• **Required work**: Look for the string "DestroyFence" in the data below, and copy each line that holds it.

Recorded data: Begin

// Mock device and surface for driving the frame controller without a GPU
//
// Every call is appended to a shared event log. Fences are real blocking
// primitives: a submission leaves its fence unsignaled until the test (or a
// helper thread) calls `complete_next`, unless auto-completion is on.

#![allow(dead_code)]

use std::collections::VecDeque;
use std::sync::atomic::{AtomicBool, AtomicU64, Ordering};
use std::sync::Arc;
use std::time::{Duration, Instant};

use parking_lot::{Condvar, Mutex};

use frame_lifecycle::frame::{
    AcquireOutcome, ControllerDesc, Device, Extent2D, FrameError, FrameLifecycleController,
    FrameOutcome, GpuError, GpuResult, PresentOutcome, PresentationSurface, RebuildContext,
    Submission, SwapchainInfo, SwapchainResources,
};

pub type MockController = FrameLifecycleController<MockDevice, MockSurface, MockResources>;

#[derive(Debug, Clone, PartialEq, Eq)]
pub enum Event {
    CreateFence { id: u64, signaled: bool },
    DestroyFence(u64),
    CreateSemaphore(u64),
    DestroySemaphore(u64),
    AllocateCommandBuffer(u64),
    FreeCommandBuffer(u64),
    WaitFence(u64),
    ResetFence(u64),
    Begin(u64),
    End(u64),
    Record { slot: usize, command_buffer: u64, frame_number: u64 },
    Submit { command_buffer: u64, wait: u64, signal: u64, fence: u64 },
    /// GPU finished the submission that signals this fence
    Complete(u64),
    WaitIdle,
    Configure { extent: Extent2D, image_count: usize },
    Acquire { signal: u64, result: AcquireOutcome },
    Present { image_index: u32, wait: u64 },
    ReleaseSwapchain,
    BuildResources { generation: u64, extent: Extent2D },
    DestroyResources { generation: u64 },
}

impl Event {
    /// True for anything that reaches the device or the presentation engine
    pub fn is_gpu_call(&self) -> bool {
        !matches!(
            self,
            Event::Record { .. } | Event::BuildResources { .. } | Event::DestroyResources { .. }
        )
    }
}

#[derive(Clone, Default)]
pub struct EventLog(Arc<Mutex<Vec<Event>>>);

impl EventLog {
    pub fn push(&self, event: Event) {
        self.0.lock().push(event);
    }

    pub fn events(&self) -> Vec<Event> {
        self.0.lock().clone()
    }

    pub fn len(&self) -> usize {
        self.0.lock().len()
    }

    pub fn since(&self, mark: usize) -> Vec<Event> {
        self.0.lock()[mark..].to_vec()
    }

    pub fn count(&self, pred: impl Fn(&Event) -> bool) -> usize {
        self.0.lock().iter().filter(|e| pred(e)).count()
    }

    pub fn position(&self, pred: impl Fn(&Event) -> bool) -> Option<usize> {
        self.0.lock().iter().position(|e| pred(e))
    }

    pub fn rposition(&self, pred: impl Fn(&Event) -> bool) -> Option<usize> {
        self.0.lock().iter().rposition(|e| pred(e))
    }
}

// =============================================================================
// DEVICE
// =============================================================================

pub struct MockFence {
    pub id: u64,
    signaled: Mutex<bool>,
    cond: Condvar,
}

impl MockFence {
    fn signal(&self) {
        *self.signaled.lock() = true;
        self.cond.notify_all();
    }

    pub fn is_signaled(&self) -> bool {
        *self.signaled.lock()
    }
}

struct InFlight {
    command_buffer: u64,
    fence: Arc<MockFence>,
}

pub struct MockDevice {
    log: EventLog,
    next_id: AtomicU64,
    presentable: bool,
    auto_complete: AtomicBool,
    /// Submissions the "GPU" has not finished yet, oldest first
    pending: Mutex<VecDeque<InFlight>>,
    /// Command buffers begun while still pending
    reuse_violations: AtomicU64,
    fail_next_allocation: AtomicBool,
    lose_device_on_submit: AtomicBool,
}

impl MockDevice {
    pub fn new(log: EventLog) -> Self {
        Self {
            log,
            next_id: AtomicU64::new(1),
            presentable: true,
            auto_complete: AtomicBool::new(true),
            pending: Mutex::new(VecDeque::new()),
            reuse_violations: AtomicU64::new(0),
            fail_next_allocation: AtomicBool::new(false),
            lose_device_on_submit: AtomicBool::new(false),
        }
    }

    pub fn without_presentation(log: EventLog) -> Self {
        Self {
            presentable: false,
            ..Self::new(log)
        }
    }

    /// Leave fences unsignaled after submit until `complete_next`
    pub fn set_manual_completion(&self, manual: bool) {
        self.auto_complete.store(!manual, Ordering::SeqCst);
    }

    /// Finish the oldest pending submission. Returns false if none is pending.
    pub fn complete_next(&self) -> bool {
        let Some(done) = self.pending.lock().pop_front() else {
            return false;
        };
        self.log.push(Event::Complete(done.fence.id));
        done.fence.signal();
        true
    }

    pub fn complete_all(&self) {
        while self.complete_next() {}
    }

    pub fn pending_submissions(&self) -> usize {
        self.pending.lock().len()
    }

    pub fn reuse_violations(&self) -> u64 {
        self.reuse_violations.load(Ordering::SeqCst)
    }

    pub fn fail_next_allocation(&self) {
        self.fail_next_allocation.store(true, Ordering::SeqCst);
    }

    pub fn lose_device_on_submit(&self) {
        self.lose_device_on_submit.store(true, Ordering::SeqCst);
    }

    fn id(&self) -> u64 {
        self.next_id.fetch_add(1, Ordering::SeqCst)
    }
}

impl Device for MockDevice {
    type Fence = Arc<MockFence>;
    type Semaphore = u64;
    type CommandBuffer = u64;

    fn supports_presentation(&self) -> bool {
        self.presentable
    }

    fn create_fence(&self, signaled: bool) -> GpuResult<Arc<MockFence>> {
        let id = self.id();
        self.log.push(Event::CreateFence { id, signaled });
        Ok(Arc::new(MockFence {
            id,
            signaled: Mutex::new(signaled),
            cond: Condvar::new(),
        }))
    }

    fn destroy_fence(&self, fence: Arc<MockFence>) {
        self.log.push(Event::DestroyFence(fence.id));
    }

    fn create_semaphore(&self) -> GpuResult<u64> {
        let id = self.id();
        self.log.push(Event::CreateSemaphore(id));
        Ok(id)
    }

    fn destroy_semaphore(&self, semaphore: u64) {
        self.log.push(Event::DestroySemaphore(semaphore));
    }

    fn allocate_command_buffer(&self) -> GpuResult<u64> {
        if self.fail_next_allocation.swap(false, Ordering::SeqCst) {
            return Err(GpuError::OutOfMemory);
        }
        let id = self.id();
        self.log.push(Event::AllocateCommandBuffer(id));
        Ok(id)
    }

    fn free_command_buffer(&self, command_buffer: u64) {
        self.log.push(Event::FreeCommandBuffer(command_buffer));
    }

    fn wait_for_fence(&self, fence: &Arc<MockFence>, timeout_ns: u64) -> GpuResult<()> {
        self.log.push(Event::WaitFence(fence.id));

        let mut signaled = fence.signaled.lock();
        if timeout_ns == u64::MAX {
            while !*signaled {
                fence.cond.wait(&mut signaled);
            }
            return Ok(());
        }

        let deadline = Instant::now() + Duration::from_nanos(timeout_ns);
        while !*signaled {
            if fence.cond.wait_until(&mut signaled, deadline).timed_out() {
                return if *signaled {
                    Ok(())
                } else {
                    Err(GpuError::Timeout)
                };
            }
        }
        Ok(())
    }

    fn reset_fence(&self, fence: &Arc<MockFence>) -> GpuResult<()> {
        self.log.push(Event::ResetFence(fence.id));
        *fence.signaled.lock() = false;
        Ok(())
    }

    fn begin_commands(&self, command_buffer: &u64) -> GpuResult<()> {
        let busy = self
            .pending
            .lock()
            .iter()
            .any(|p| p.command_buffer == *command_buffer);
        if busy {
            self.reuse_violations.fetch_add(1, Ordering::SeqCst);
        }
        self.log.push(Event::Begin(*command_buffer));
        Ok(())
    }

    fn end_commands(&self, command_buffer: &u64) -> GpuResult<()> {
        self.log.push(Event::End(*command_buffer));
        Ok(())
    }

    fn submit(&self, submission: Submission<'_, Self>) -> GpuResult<()> {
        if self.lose_device_on_submit.load(Ordering::SeqCst) {
            return Err(GpuError::DeviceLost);
        }

        self.log.push(Event::Submit {
            command_buffer: *submission.command_buffer,
            wait: *submission.wait,
            signal: *submission.signal,
            fence: submission.fence.id,
        });

        self.pending.lock().push_back(InFlight {
            command_buffer: *submission.command_buffer,
            fence: Arc::clone(submission.fence),
        });

        if self.auto_complete.load(Ordering::SeqCst) {
            self.complete_all();
        }
        Ok(())
    }

    fn wait_idle(&self) -> GpuResult<()> {
        self.log.push(Event::WaitIdle);
        self.complete_all();
        Ok(())
    }
}

// =============================================================================
// SURFACE
// =============================================================================

struct SurfaceState {
    /// Most images the presentation engine will hand out
    max_images: usize,
    image_count: usize,
    next_image: u32,
    acquire_script: VecDeque<AcquireOutcome>,
    present_script: VecDeque<PresentOutcome>,
    configured: bool,
}

pub struct MockSurface {
    log: EventLog,
    state: Mutex<SurfaceState>,
}

impl MockSurface {
    pub fn new(log: EventLog) -> Self {
        Self::with_max_images(log, 8)
    }

    pub fn with_max_images(log: EventLog, max_images: usize) -> Self {
        Self {
            log,
            state: Mutex::new(SurfaceState {
                max_images,
                image_count: 0,
                next_image: 0,
                acquire_script: VecDeque::new(),
                present_script: VecDeque::new(),
                configured: false,
            }),
        }
    }

    /// Queue a result for an upcoming acquire; unscripted acquires round-robin
    pub fn script_acquire(&self, outcome: AcquireOutcome) {
        self.state.lock().acquire_script.push_back(outcome);
    }

    pub fn script_present(&self, outcome: PresentOutcome) {
        self.state.lock().present_script.push_back(outcome);
    }

    /// Change what the next `configure` can hand out
    pub fn set_max_images(&self, max_images: usize) {
        self.state.lock().max_images = max_images;
    }

    pub fn is_configured(&self) -> bool {
        self.state.lock().configured
    }
}

impl PresentationSurface<MockDevice> for MockSurface {
    fn configure(&mut self, extent: Extent2D, desired_image_count: u32) -> GpuResult<SwapchainInfo> {
        let mut state = self.state.lock();
        let image_count = (desired_image_count as usize).max(2).min(state.max_images);
        state.image_count = image_count;
        state.next_image = 0;
        state.configured = true;
        self.log.push(Event::Configure {
            extent,
            image_count,
        });
        Ok(SwapchainInfo {
            extent,
            image_count,
        })
    }

    fn acquire_next_image(&mut self, signal: &u64) -> GpuResult<AcquireOutcome> {
        let mut state = self.state.lock();
        let result = match state.acquire_script.pop_front() {
            Some(scripted) => scripted,
            None => {
                let image_index = state.next_image;
                state.next_image = (image_index + 1) % state.image_count.max(1) as u32;
                AcquireOutcome::Acquired {
                    image_index,
                    suboptimal: false,
                }
            }
        };
        self.log.push(Event::Acquire {
            signal: *signal,
            result,
        });
        Ok(result)
    }

    fn present(&mut self, image_index: u32, wait: &u64) -> GpuResult<PresentOutcome> {
        self.log.push(Event::Present {
            image_index,
            wait: *wait,
        });
        Ok(self
            .state
            .lock()
            .present_script
            .pop_front()
            .unwrap_or(PresentOutcome::Presented))
    }

    fn release(&mut self) {
        self.state.lock().configured = false;
        self.log.push(Event::ReleaseSwapchain);
    }
}

// =============================================================================
// RESOURCES
// =============================================================================

/// Stands in for depth buffer + framebuffers; logs build and destroy
pub struct MockResources {
    pub generation: u64,
    pub extent: Extent2D,
    pub image_count: usize,
    log: EventLog,
}

impl SwapchainResources<MockDevice> for MockResources {
    fn extent(&self) -> Extent2D {
        self.extent
    }

    fn destroy(self, _device: &MockDevice) {
        self.log.push(Event::DestroyResources {
            generation: self.generation,
        });
    }
}

/// Rebuild callback producing numbered `MockResources`
pub fn rebuild_fn(
    log: EventLog,
) -> impl FnMut(RebuildContext<'_, MockDevice, MockSurface>) -> anyhow::Result<MockResources> + 'static {
    let mut generation = 0;
    move |ctx| {
        generation += 1;
        log.push(Event::BuildResources {
            generation,
            extent: ctx.extent,
        });
        Ok(MockResources {
            generation,
            extent: ctx.extent,
            image_count: ctx.image_count,
            log: log.clone(),
        })
    }
}

// =============================================================================
// HARNESS
// =============================================================================

pub struct Harness {
    pub log: EventLog,
    pub device: Arc<MockDevice>,
}

impl Harness {
    pub fn new() -> Self {
        let log = EventLog::default();
        let device = Arc::new(MockDevice::new(log.clone()));
        Self { log, device }
    }

    pub fn surface(&self) -> MockSurface {
        MockSurface::new(self.log.clone())
    }

    pub fn controller(&self, desc: ControllerDesc) -> Result<MockController, FrameError> {
        MockController::initialize(
            self.surface(),
            Arc::clone(&self.device),
            desc,
            rebuild_fn(self.log.clone()),
        )
    }
}

pub fn desc(width: u32, height: u32, image_count: u32) -> ControllerDesc {
    ControllerDesc::new(Extent2D::new(width, height)).with_image_count(image_count)
}

/// One `render_frame` with a record callback that only logs
pub fn render(controller: &mut MockController, log: &EventLog) -> Result<FrameOutcome, FrameError> {
    controller.render_frame(|frame| {
        log.push(Event::Record {
            slot: frame.slot,
            command_buffer: *frame.command_buffer,
            frame_number: frame.frame_number,
        });
        Ok(())
    })
}

pub fn is_submit(event: &Event) -> bool {
    matches!(event, Event::Submit { .. })
}

pub fn is_present(event: &Event) -> bool {
    matches!(event, Event::Present { .. })
}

Recorded data: End

• **Reply**:
    DestroyFence(u64),
        self.log.push(Event::DestroyFence(fence.id));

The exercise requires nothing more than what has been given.